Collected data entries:

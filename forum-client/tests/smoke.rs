use std::sync::Arc;
use std::time::{SystemTime, UNIX_EPOCH};

use forum_client::{
    ClientConfig, CommentDraft, Credentials, ForumClient, ForumError, MemorySideChannel,
    PostDraft, PostQuery, VoteTarget, VoteType,
};

fn unique_suffix() -> String {
    let nanos = SystemTime::now()
        .duration_since(UNIX_EPOCH)
        .expect("system clock must be after unix epoch")
        .as_nanos();
    format!("{nanos}")
}

#[tokio::test]
#[ignore = "requires running forum server with a verified account"]
async fn http_smoke_flow() {
    let base_url =
        std::env::var("FORUM_API_URL").unwrap_or_else(|_| "http://127.0.0.1:8080".to_string());
    let login = std::env::var("FORUM_LOGIN").expect("FORUM_LOGIN must be set");
    let password = std::env::var("FORUM_PASSWORD").expect("FORUM_PASSWORD must be set");
    let client = ForumClient::new(
        ClientConfig::new(base_url),
        Arc::new(MemorySideChannel::new()),
    )
    .expect("client must build");

    let user = client
        .session()
        .login(Credentials { login, password })
        .await
        .expect("login must succeed");
    assert!(client.session().is_authenticated());

    let mutations = client.mutations();
    let suffix = unique_suffix();
    let created = mutations
        .create_post(PostDraft::new(
            format!("smoke title {suffix}"),
            "smoke content",
        ))
        .await
        .expect("create_post must succeed");
    assert_eq!(created.author_id, Some(user.id));

    let fetched = mutations
        .fetch_post(created.id)
        .await
        .expect("fetch_post must succeed");
    assert_eq!(fetched.id, created.id);

    mutations
        .fetch_posts(&PostQuery::default())
        .await
        .expect("fetch_posts must succeed");

    let comment = mutations
        .create_comment(created.id, CommentDraft::new("smoke comment"))
        .await
        .expect("create_comment must succeed");
    let reply = mutations
        .create_reply(comment.id, CommentDraft::new("smoke reply"))
        .await
        .expect("create_reply must succeed");
    mutations
        .fetch_comments(created.id)
        .await
        .expect("fetch_comments must succeed");
    let tree = client.comment_tree(created.id);
    assert!(tree.replies(comment.id).contains(&reply.id));

    let outcome = client
        .votes()
        .set_vote(VoteTarget::Post(created.id), VoteType::Like)
        .await
        .expect("vote must succeed");
    assert_eq!(outcome.vote, Some(VoteType::Like));

    assert!(
        mutations
            .toggle_favorite(created.id)
            .await
            .expect("favorite must succeed")
    );

    mutations
        .delete_post(created.id)
        .await
        .expect("delete_post must succeed");
    assert!(client.post(created.id).is_none());

    let after_delete = mutations.fetch_post(created.id).await;
    assert!(matches!(after_delete, Err(ForumError::NotFound)));
}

* [Try it]: Exact repetition of every entry in the data is required.

* [Finished exercise]:
filename forum-client/tests/smoke.rs
use std::sync::Arc;
use std::time::{SystemTime, UNIX_EPOCH};

use forum_client::{
    ClientConfig, CommentDraft, Credentials, ForumClient, ForumError, MemorySideChannel,
    PostDraft, PostQuery, VoteTarget, VoteType,
};

fn unique_suffix() -> String {
    let nanos = SystemTime::now()
        .duration_since(UNIX_EPOCH)
        .expect("system clock must be after unix epoch")
        .as_nanos();
    format!("{nanos}")
}

#[tokio::test]
#[ignore = "requires running forum server with a verified account"]
async fn http_smoke_flow() {
    let base_url =
        std::env::var("FORUM_API_URL").unwrap_or_else(|_| "http://127.0.0.1:8080".to_string());
    let login = std::env::var("FORUM_LOGIN").expect("FORUM_LOGIN must be set");
    let password = std::env::var("FORUM_PASSWORD").expect("FORUM_PASSWORD must be set");
    let client = ForumClient::new(
        ClientConfig::new(base_url),
        Arc::new(MemorySideChannel::new()),
    )
    .expect("client must build");

    let user = client
        .session()
        .login(Credentials { login, password })
        .await
        .expect("login must succeed");
    assert!(client.session().is_authenticated());

    let mutations = client.mutations();
    let suffix = unique_suffix();
    let created = mutations
        .create_post(PostDraft::new(
            format!("smoke title {suffix}"),
            "smoke content",
        ))
        .await
        .expect("create_post must succeed");
    assert_eq!(created.author_id, Some(user.id));

    let fetched = mutations
        .fetch_post(created.id)
        .await
        .expect("fetch_post must succeed");
    assert_eq!(fetched.id, created.id);

    mutations
        .fetch_posts(&PostQuery::default())
        .await
        .expect("fetch_posts must succeed");

    let comment = mutations
        .create_comment(created.id, CommentDraft::new("smoke comment"))
        .await
        .expect("create_comment must succeed");
    let reply = mutations
        .create_reply(comment.id, CommentDraft::new("smoke reply"))
        .await
        .expect("create_reply must succeed");
    mutations
        .fetch_comments(created.id)
        .await
        .expect("fetch_comments must succeed");
    let tree = client.comment_tree(created.id);
    assert!(tree.replies(comment.id).contains(&reply.id));

    let outcome = client
        .votes()
        .set_vote(VoteTarget::Post(created.id), VoteType::Like)
        .await
        .expect("vote must succeed");
    assert_eq!(outcome.vote, Some(VoteType::Like));

    assert!(
        mutations
            .toggle_favorite(created.id)
            .await
            .expect("favorite must succeed")
    );

    mutations
        .delete_post(created.id)
        .await
        .expect("delete_post must succeed");
    assert!(client.post(created.id).is_none());

    let after_delete = mutations.fetch_post(created.id).await;
    assert!(matches!(after_delete, Err(ForumError::NotFound)));
}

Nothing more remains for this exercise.